Creek Jumper lays his pelt and drum upon the ground. Then approaches us with his bowl of liquid that shines black in the firelight.
“But that is the future,” he says. “And we must live in the present now.”
Creek Jumper offers up his voice, singing the old songs as he dips two fingers into the bowl. Paint drips off his fingertips as he pulls them from the bowl then touches them to the corner of Ciquenackqua’s eyes. He lets them stray down the young brave’s cheeks giving the impression Ciquenackqua weeps streams of blood.
Creek Jumper approaches me next.
His hand and voice shakes with fervor as he dips his fingers anew then raises them to my temple. He drags three fingers across my eyes and bridge of my nose, slathering a red-painted mask across them whilst continuing the ancient war song.
I open my eyes when Creek Jumper beats the drum.
Mercy stares at me from her tied position, her eyes rounding at the sight of Ciquenackqua and me. So, too, do I notice George and Hannah surprised at the doorstep of their cabin, and Mary behind them.
The drum calls me to move, to make the war dance.
I close my eyes again, let my head rock back, and allow my body to shift in blissful sway to the tune of Creek Jumper’s voice rising and falling in time with the drum.
Fetching my tomahawk and Father’s dagger free from my belt, I add my voice to Creek Jumper’s and begin the dance. I twist and spin around the fire, warding off evil spirits with my weapons and voice.
Ciquenackqua joins me in the dance, his movements yet stilted, but freer and with no regard for how he appears.
We dance around the fire, my body never tiring. My thoughts dwell on Sarah, Sturdy Oak, and Deep River, and all the others killed by Mercy and her minions. Memories of Father dragged away bid me dance faster. I scream war cries, giving my loss and sorrow a voice for the first time. Power radiates through me, and I open my eyes to stare on Mercy to let her know the face of death that she might fear it.
Instead, I find her grinning back at me, as if I am a child that pretends at the war dance.
I raise my tomahawk and sling it at the pole, watching the blade buried near her ear.
She flinches at the sound, a sight I relish as I dance near her and pluck it free again.
Ciquenackqua halts near our shaman, raising his dagger high.
“I am Ciquenackqua—”
“No,” I cry to him.
His arm drops to his side and he looks on me with concern as I approach.
“No,” I say. “We make no claims or boasts this eve.
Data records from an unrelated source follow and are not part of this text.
use super::*;

fn rect(id: u64, w: f64, h: f64) -> SceneObject {
    SceneObject {
        id: ObjectId(id),
        placement: Placement::centered_at(Point::new(100.0, 100.0)),
        kind: ObjectKind::Shape(ShapeBody {
            kind: ShapeKind::Rect,
            size: Size::new(w, h),
            fill: "#3B82F6".to_string(),
            corner_radius: Some(10.0),
        }),
    }
}

fn text(id: u64) -> SceneObject {
    SceneObject {
        id: ObjectId(id),
        placement: Placement::default(),
        kind: ObjectKind::Text(TextBody {
            content: "Hello".to_string(),
            font_size: 48.0,
            font_family: "Inter, sans-serif".to_string(),
            font_weight: FontWeight::W700,
            fill: "#FFFFFF".to_string(),
            extent: Size::new(150.0, 56.0),
        }),
    }
}

#[test]
fn centered_origin_bbox() {
    let r = rect(1, 200.0, 100.0);
    let bb = r.bounding_box();
    assert!((bb.x0 - 0.0).abs() < 1e-9);
    assert!((bb.y0 - 50.0).abs() < 1e-9);
    assert!((bb.x1 - 200.0).abs() < 1e-9);
    assert!((bb.y1 - 150.0).abs() < 1e-9);
}

#[test]
fn rotated_bbox_swaps_extents() {
    let mut r = rect(1, 200.0, 100.0);
    r.placement.rotation_deg = 90.0;
    let bb = r.bounding_box();
    assert!((bb.width() - 100.0).abs() < 1e-6);
    assert!((bb.height() - 200.0).abs() < 1e-6);
    assert!((bb.center().x - 100.0).abs() < 1e-6);
}

#[test]
fn position_attrs_and_opacity_clamp() {
    let mut r = rect(1, 10.0, 10.0);
    assert_eq!(r.apply(&Attr::Left(5.0)), Applied::Changed);
    assert_eq!(r.apply(&Attr::Top(7.0)), Applied::Changed);
    assert_eq!(r.apply(&Attr::Opacity(3.0)), Applied::Changed);
    assert_eq!(r.placement.position, Point::new(5.0, 7.0));
    assert_eq!(r.placement.opacity, 1.0);

    assert_eq!(r.apply(&Attr::Left(f64::NAN)), Applied::Ignored);
    assert_eq!(r.apply(&Attr::ScaleX(0.0)), Applied::Ignored);
    assert_eq!(r.placement.position.x, 5.0);
}

#[test]
fn variant_specific_attrs() {
    let mut r = rect(1, 10.0, 10.0);
    assert_eq!(r.apply(&Attr::FontSize(72.0)), Applied::Ignored);
    assert_eq!(r.apply(&Attr::Fill("not a color".to_string())), Applied::Ignored);
    assert_eq!(r.apply(&Attr::Fill(" #ff0000 ".to_string())), Applied::Changed);
    assert_eq!(r.fill(), Some("#ff0000"));
    assert_eq!(r.apply(&Attr::CornerRadius(-1.0)), Applied::Ignored);
    assert_eq!(r.apply(&Attr::CornerRadius(4.0)), Applied::Changed);

    let mut t = text(2);
    assert_eq!(t.apply(&Attr::FontSize(72.0)), Applied::ChangedText);
    assert_eq!(t.apply(&Attr::CornerRadius(4.0)), Applied::Ignored);
    assert_eq!(t.apply(&Attr::FontFamily("  ".to_string())), Applied::Ignored);
    assert_eq!(t.apply(&Attr::Content(String::new())), Applied::ChangedText);
    let ObjectKind::Text(body) = &t.kind else {
        panic!("expected text");
    };
    assert_eq!(body.font_size, 72.0);
    assert_eq!(body.content, "");
}

#[test]
fn width_resizes_shapes_and_rescales_text() {
    let mut r = rect(1, 10.0, 10.0);
    r.apply(&Attr::Width(40.0));
    assert_eq!(r.native_size(), Size::new(40.0, 10.0));

    let mut c = rect(1, 10.0, 10.0);
    if let ObjectKind::Shape(s) = &mut c.kind {
        s.kind = ShapeKind::Circle;
    }
    c.apply(&Attr::Height(30.0));
    assert_eq!(c.native_size(), Size::new(30.0, 30.0));

    let mut t = text(2);
    t.apply(&Attr::Width(300.0));
    assert!((t.placement.scale.x - 2.0).abs() < 1e-9);
    assert!((t.scaled_size().width - 300.0).abs() < 1e-9);
}

#[test]
fn background_is_locked() {
    let mut bg = SceneObject {
        id: ObjectId(9),
        placement: Placement::default(),
        kind: ObjectKind::Background(BackgroundBody {
            template_id: "t".to_string(),
            image: PreparedImage::solid(4, 4, [0, 0, 0, 255]).unwrap(),
        }),
    };
    assert!(!bg.is_selectable());
    assert_eq!(bg.apply(&Attr::Left(10.0)), Applied::Ignored);
    assert_eq!(bg.native_size(), Size::new(4.0, 4.0));
}

#[test]
fn font_weight_tables() {
    assert_eq!(FontWeight::W600.label(), "Semi Bold");
    assert_eq!(FontWeight::Normal.css_value(), "normal");
    assert_eq!("bold".parse::<FontWeight>().unwrap(), FontWeight::W700);
    assert_eq!("800".parse::<FontWeight>().unwrap().numeric(), 800);
    assert!("900".parse::<FontWeight>().is_err());
    assert_eq!(ObjectId(3).to_string(), "obj-3");
}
Tonight we avenge those stolen from us and allow any who live to sing our—”
A chunk of wood from Mercy’s post explodes in shards.
I wince at the echo of a rifle blast and wheel toward the shooter.
“That were a warnin’ shot,” Bishop yells. “Take another step and I send yer queen bitch back to Hell, ye powder-snortin’ harpies!”
He drops the already fired rifle and raises his second one. As he marches closer to us, I glance over my shoulder to where he focuses. I find the answer beyond the barn.
A group of hooded women, clutching naked blades—hand scythes, daggers, and tomahawks—head toward us.
“Let ye call out to ‘em, wench,” says Bishop to Mercy. “Call ‘em off.”
The witches approach us slowly, unafraid.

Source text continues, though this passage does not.